Recording treatment sessions and then having two observers rate fidelity is considered the gold standard [10], but can be very time consuming and costly, especially in dissemination trials [11]. Some might argue that fidelity monitoring fundamentally changes the intervention itself in that the fidelity assurance process serves as a reminder that would otherwise not exist. If the fidelity assessment must be viewed as part of the intervention, the validity of the intervention is challenged when it is conducted without fidelity checks once the research has been concluded and the intervention continues to be usual care.

Rigid application of treatment protocols may impede treatment delivery. The therapists may feel “locked in” or resistant to “cookbook” approach. Fidelity arguably does not allow the provider to tailor the intervention to the patient’s needs. For example, treatment fidelity may interfere with sound clinical judgment when shorter sessions or cultural adaptations to a treatment protocol are warranted. It may be a challenge to implement rigid protocols for smoking cessation in busy inpatient settings [3, 10, 30].

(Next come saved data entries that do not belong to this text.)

// src/filesystem/memory.rs

//! In-memory filesystem with arena allocation and O(1) path lookup
//!
//! [`MemFilesystem`] implements [`Filesystem`] without touching real storage,
//! so archive creation can be exercised in tests (including failure paths
//! such as a read-only store or a failing disk) and in dry runs.
//!
//! # Design
//!
//! - **Arena Allocation**: nodes live in a `Vec` and are referenced by
//!   `NodeId` indices. Removed nodes stay in the arena but are unlinked from
//!   their parent and from the path index.
//!
//! - **O(1) Path Lookup**: a `HashMap` maps normalized absolute paths to node
//!   IDs. Relative paths are resolved against `/`.
//!
//! - **Shared Access**: the tree sits behind a `parking_lot::RwLock`, so a
//!   single instance can be shared across builder invocations.

use super::{FileKind, Filesystem};
use parking_lot::RwLock;
use std::collections::{BTreeMap, HashMap};
use std::io;
use std::path::{Component, Path, PathBuf};

#[derive(Debug, Clone, Copy, PartialEq, Eq, Hash)]
struct NodeId(usize);

#[derive(Debug)]
enum NodeKind {
    Directory,
    File { data: Vec<u8> },
}

#[derive(Debug)]
struct MemNode {
    /// Name of this node (just the filename, not full path)
    name: String,
    kind: NodeKind,
    /// Parent node (None for root)
    parent: Option<NodeId>,
    /// Children node IDs (only populated for directories)
    children: Vec<NodeId>,
}

impl MemNode {
    fn is_directory(&self) -> bool {
        matches!(self.kind, NodeKind::Directory)
    }

    fn file_kind(&self) -> FileKind {
        match self.kind {
            NodeKind::Directory => FileKind::Directory,
            NodeKind::File { .. } => FileKind::File,
        }
    }
}

#[derive(Debug)]
struct MemTree {
    nodes: Vec<MemNode>,
    path_index: HashMap<PathBuf, NodeId>,
    read_only: bool,
    write_fault: Option<io::ErrorKind>,
}

const ROOT: NodeId = NodeId(0);

impl Default for MemTree {
    fn default() -> Self {
        let mut path_index = HashMap::new();
        path_index.insert(PathBuf::from("/"), ROOT);

        Self {
            nodes: vec![MemNode {
                name: String::new(),
                kind: NodeKind::Directory,
                parent: None,
                children: Vec::new(),
            }],
            path_index,
            read_only: false,
            write_fault: None,
        }
    }
}

fn error(kind: io::ErrorKind, what: &str, path: &Path) -> io::Error {
    io::Error::new(kind, format!("{}: {}", what, path.display()))
}

impl MemTree {
    fn node(&self, id: NodeId) -> &MemNode {
        &self.nodes[id.0]
    }

    fn node_mut(&mut self, id: NodeId) -> &mut MemNode {
        &mut self.nodes[id.0]
    }

    fn lookup(&self, path: &Path) -> Option<NodeId> {
        self.path_index.get(path).copied()
    }

    fn allocate(&mut self, node: MemNode) -> NodeId {
        let id = NodeId(self.nodes.len());
        self.nodes.push(node);
        id
    }

    /// Full path of a node, rebuilt by walking up to the root
    fn get_path(&self, id: NodeId) -> PathBuf {
        let mut components = Vec::new();
        let mut current = id;

        while let Some(parent) = self.node(current).parent {
            components.push(self.node(current).name.as_str());
            current = parent;
        }

        let mut path = PathBuf::from("/");
        for component in components.into_iter().rev() {
            path.push(component);
        }
        path
    }

    fn check_writable(&self, path: &Path) -> io::Result<()> {
        if self.read_only {
            return Err(error(
                io::ErrorKind::PermissionDenied,
                "read-only filesystem",
                path,
            ));
        }
        Ok(())
    }

    /// Resolve the directory that will contain `path`
    fn parent_dir(&self, path: &Path) -> io::Result<NodeId> {
        let parent_path = path
            .parent()
            .ok_or_else(|| error(io::ErrorKind::InvalidInput, "no parent for", path))?;
        let parent_id = self
            .lookup(parent_path)
            .ok_or_else(|| error(io::ErrorKind::NotFound, "parent directory not found", path))?;
        if !self.node(parent_id).is_directory() {
            return Err(error(
                io::ErrorKind::NotADirectory,
                "parent is not a directory",
                path,
            ));
        }
        Ok(parent_id)
    }

    fn file_name(path: &Path) -> io::Result<String> {
        path.file_name()
            .map(|n| n.to_string_lossy().into_owned())
            .ok_or_else(|| error(io::ErrorKind::InvalidInput, "invalid path", path))
    }

    fn link(&mut self, path: PathBuf, parent: NodeId, kind: NodeKind) -> io::Result<NodeId> {
        let name = Self::file_name(&path)?;
        let id = self.allocate(MemNode {
            name,
            kind,
            parent: Some(parent),
            children: Vec::new(),
        });
        self.node_mut(parent).children.push(id);
        self.path_index.insert(path, id);
        Ok(id)
    }

    fn collect_subtree(&self, id: NodeId, out: &mut Vec<NodeId>) {
        out.push(id);
        for &child in &self.node(id).children {
            self.collect_subtree(child, out);
        }
    }

    /// Unlink a node (and its subtree) from its parent and the path index
    fn detach(&mut self, id: NodeId) {
        let mut subtree = Vec::new();
        self.collect_subtree(id, &mut subtree);
        for &node in &subtree {
            let node_path = self.get_path(node);
            self.path_index.remove(&node_path);
        }
        if let Some(parent) = self.node(id).parent {
            self.node_mut(parent).children.retain(|&c| c != id);
        }
    }

    fn mkdir_p(&mut self, path: &Path) -> io::Result<()> {
        let mut to_create = Vec::new();
        let mut current = path.to_path_buf();
        loop {
            match self.lookup(&current) {
                Some(id) if self.node(id).is_directory() => break,
                Some(_) if current == path => {
                    return Err(error(
                        io::ErrorKind::AlreadyExists,
                        "path exists and is not a directory",
                        path,
                    ));
                }
                Some(_) => {
                    return Err(error(
                        io::ErrorKind::NotADirectory,
                        "ancestor is not a directory",
                        &current,
                    ));
                }
                None => {
                    to_create.push(current.clone());
                    if !current.pop() {
                        break;
                    }
                }
            }
        }

        if to_create.is_empty() {
            return Ok(());
        }
        self.check_writable(path)?;
        for dir in to_create.into_iter().rev() {
            let parent = self.parent_dir(&dir)?;
            self.link(dir, parent, NodeKind::Directory)?;
        }
        Ok(())
    }

    fn write(&mut self, path: &Path, data: &[u8]) -> io::Result<()> {
        self.check_writable(path)?;
        if let Some(kind) = self.write_fault {
            return Err(error(kind, "write failed", path));
        }

        let parent = self.parent_dir(path)?;
        match self.lookup(path) {
            Some(id) => match &mut self.node_mut(id).kind {
                NodeKind::File { data: existing } => {
                    *existing = data.to_vec();
                    Ok(())
                }
                NodeKind::Directory => {
                    Err(error(io::ErrorKind::IsADirectory, "is a directory", path))
                }
            },
            None => {
                self.link(
                    path.to_path_buf(),
                    parent,
                    NodeKind::File {
                        data: data.to_vec(),
                    },
                )?;
                Ok(())
            }
        }
    }

    fn remove_file(&mut self, path: &Path) -> io::Result<()> {
        self.check_writable(path)?;
        let id = self
            .lookup(path)
            .ok_or_else(|| error(io::ErrorKind::NotFound, "no such file", path))?;
        if self.node(id).is_directory() {
            return Err(error(io::ErrorKind::IsADirectory, "is a directory", path));
        }
        self.detach(id);
        Ok(())
    }

    fn remove_dir(&mut self, path: &Path) -> io::Result<()> {
        self.check_writable(path)?;
        let id = self
            .lookup(path)
            .ok_or_else(|| error(io::ErrorKind::NotFound, "no such directory", path))?;
        if id == ROOT {
            return Err(error(io::ErrorKind::PermissionDenied, "cannot remove root", path));
        }
        let node = self.node(id);
        if !node.is_directory() {
            return Err(error(io::ErrorKind::NotADirectory, "not a directory", path));
        }
        if !node.children.is_empty() {
            return Err(error(
                io::ErrorKind::DirectoryNotEmpty,
                "directory not empty",
                path,
            ));
        }
        self.detach(id);
        Ok(())
    }

    fn rename(&mut self, from: &Path, to: &Path) -> io::Result<()> {
        self.check_writable(from)?;
        let source = self
            .lookup(from)
            .ok_or_else(|| error(io::ErrorKind::NotFound, "no such file or directory", from))?;
        if source == ROOT {
            return Err(error(io::ErrorKind::PermissionDenied, "cannot rename root", from));
        }
        if from == to {
            return Ok(());
        }
        if to.starts_with(from) {
            return Err(error(
                io::ErrorKind::InvalidInput,
                "cannot move a directory into itself",
                to,
            ));
        }
        let new_parent = self.parent_dir(to)?;
        let source_is_dir = self.node(source).is_directory();

        if let Some(target) = self.lookup(to) {
            let target_is_dir = self.node(target).is_directory();
            let target_is_empty = self.node(target).children.is_empty();
            match (source_is_dir, target_is_dir) {
                (false, true) => {
                    return Err(error(io::ErrorKind::IsADirectory, "is a directory", to));
                }
                (true, false) => {
                    return Err(error(io::ErrorKind::NotADirectory, "not a directory", to));
                }
                (true, true) if !target_is_empty => {
                    return Err(error(
                        io::ErrorKind::DirectoryNotEmpty,
                        "directory not empty",
                        to,
                    ));
                }
                _ => self.detach(target),
            }
        }

        let name = Self::file_name(to)?;
        self.detach(source);
        let node = self.node_mut(source);
        node.name = name;
        node.parent = Some(new_parent);
        self.node_mut(new_parent).children.push(source);

        let mut subtree = Vec::new();
        self.collect_subtree(source, &mut subtree);
        for id in subtree {
            let path = self.get_path(id);
            self.path_index.insert(path, id);
        }
        Ok(())
    }
}

/// Resolve `path` lexically into an absolute path rooted at `/`
fn normalize_path(path: &Path) -> PathBuf {
    let mut normalized = PathBuf::from("/");
    for component in path.components() {
        match component {
            Component::Normal(c) => normalized.push(c),
            Component::ParentDir => {
                normalized.pop();
            }
            Component::CurDir | Component::RootDir | Component::Prefix(_) => {}
        }
    }
    normalized
}

/// In-memory [`Filesystem`]
///
/// # Example
///
/// ```
/// use component_archive::filesystem::{Filesystem, MemFilesystem};
/// use std::path::Path;
///
/// let fs = MemFilesystem::new();
/// fs.create_dir_all(Path::new("/work/archive")).unwrap();
/// fs.write_file(Path::new("/work/archive/data"), b"abc").unwrap();
/// assert_eq!(fs.read_file(Path::new("/work/archive/data")).unwrap(), b"abc");
/// ```
#[derive(Debug, Default)]
pub struct MemFilesystem {
    tree: RwLock<MemTree>,
}

impl MemFilesystem {
    /// Create an empty filesystem containing only `/`
    pub fn new() -> Self {
        Self::default()
    }

    /// Reject every mutation with `PermissionDenied`
    pub fn set_read_only(&self, read_only: bool) {
        self.tree.write().read_only = read_only;
    }

    /// Make `write_file` fail with the given error kind
    ///
    /// Directory operations keep working, which simulates a store that
    /// fails halfway through an operation (for example a full disk).
    pub fn set_write_fault(&self, kind: Option<io::ErrorKind>) {
        self.tree.write().write_fault = kind;
    }

    /// Every live path mapped to its content (`None` for directories)
    pub fn snapshot(&self) -> BTreeMap<PathBuf, Option<Vec<u8>>> {
        let tree = self.tree.read();
        tree.path_index
            .iter()
            .map(|(path, &id)| {
                let content = match &tree.node(id).kind {
                    NodeKind::Directory => None,
                    NodeKind::File { data } => Some(data.clone()),
                };
                (path.clone(), content)
            })
            .collect()
    }

    /// Number of live entries, including the root directory
    pub fn len(&self) -> usize {
        self.tree.read().path_index.len()
    }

    /// True when only the root directory exists
    pub fn is_empty(&self) -> bool {
        self.len() == 1
    }
}

impl Filesystem for MemFilesystem {
    fn stat(&self, path: &Path) -> io::Result<Option<FileKind>> {
        let tree = self.tree.read();
        Ok(tree
            .lookup(&normalize_path(path))
            .map(|id| tree.node(id).file_kind()))
    }

    fn create_dir_all(&self, path: &Path) -> io::Result<()> {
        self.tree.write().mkdir_p(&normalize_path(path))
    }

    fn write_file(&self, path: &Path, data: &[u8]) -> io::Result<()> {
        self.tree.write().write(&normalize_path(path), data)
    }

    fn read_file(&self, path: &Path) -> io::Result<Vec<u8>> {
        let path = normalize_path(path);
        let tree = self.tree.read();
        let id = tree
            .lookup(&path)
            .ok_or_else(|| error(io::ErrorKind::NotFound, "no such file", &path))?;
        match &tree.node(id).kind {
            NodeKind::File { data } => Ok(data.clone()),
            NodeKind::Directory => Err(error(io::ErrorKind::IsADirectory, "is a directory", &path)),
        }
    }

    fn read_dir(&self, path: &Path) -> io::Result<Vec<String>> {
        let path = normalize_path(path);
        let tree = self.tree.read();
        let id = tree
            .lookup(&path)
            .ok_or_else(|| error(io::ErrorKind::NotFound, "no such directory", &path))?;
        let node = tree.node(id);
        if !node.is_directory() {
            return Err(error(io::ErrorKind::NotADirectory, "not a directory", &path));
        }
        let mut names: Vec<String> = node
            .children
            .iter()
            .map(|&child| tree.node(child).name.clone())
            .collect();
        names.sort();
        Ok(names)
    }

    fn rename(&self, from: &Path, to: &Path) -> io::Result<()> {
        self.tree
            .write()
            .rename(&normalize_path(from), &normalize_path(to))
    }

    fn remove_file(&self, path: &Path) -> io::Result<()> {
        self.tree.write().remove_file(&normalize_path(path))
    }

    fn remove_dir(&self, path: &Path) -> io::Result<()> {
        self.tree.write().remove_dir(&normalize_path(path))
    }
}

While modifying an intervention presents a challenge to fidelity measurement [11], a realistic and sustainable intervention may need to allow for adaptation and modification. Some studies make adaptability under certain circumstances a requirement [3032]. While some researchers question that adaptations retain efficacy/effectiveness [2, 8], fidelity checks can be used to empower the stakeholders to actively participate in the process of adaptation. Finding the optimal balance between fidelity and adaptation requires a treatment design that allows for modifications and also calls for competence among interventionists to make appropriate treatment decisions [33].

Conclusion

Despite the challenges of measuring fidelity, the seven CHART studies used a variety of methods to enhance fidelity with the goal of ensuring the accurate delivery of smoking interventions with consideration for feasibility and sustainability. The examples provided can be used to guide future studies. Some of the strategies to address fidelity may be more adaptable to certain types of trials and matching monitoring methods to study design and program deliverables will facilitate appropriate fidelity tracking. For example, direct observation may work best in RCTs where there are few interventionists, whereas direct observation is more difficult in large implementation trials that could instead use provider surveys. Researchers may determine which of the studies described is similar to their own and consider measuring fidelity in similar ways. The strengths, limitations, potential need for adaptation, and costs of fidelity monitoring need to be taken into consideration when designing and implementing clinical trials.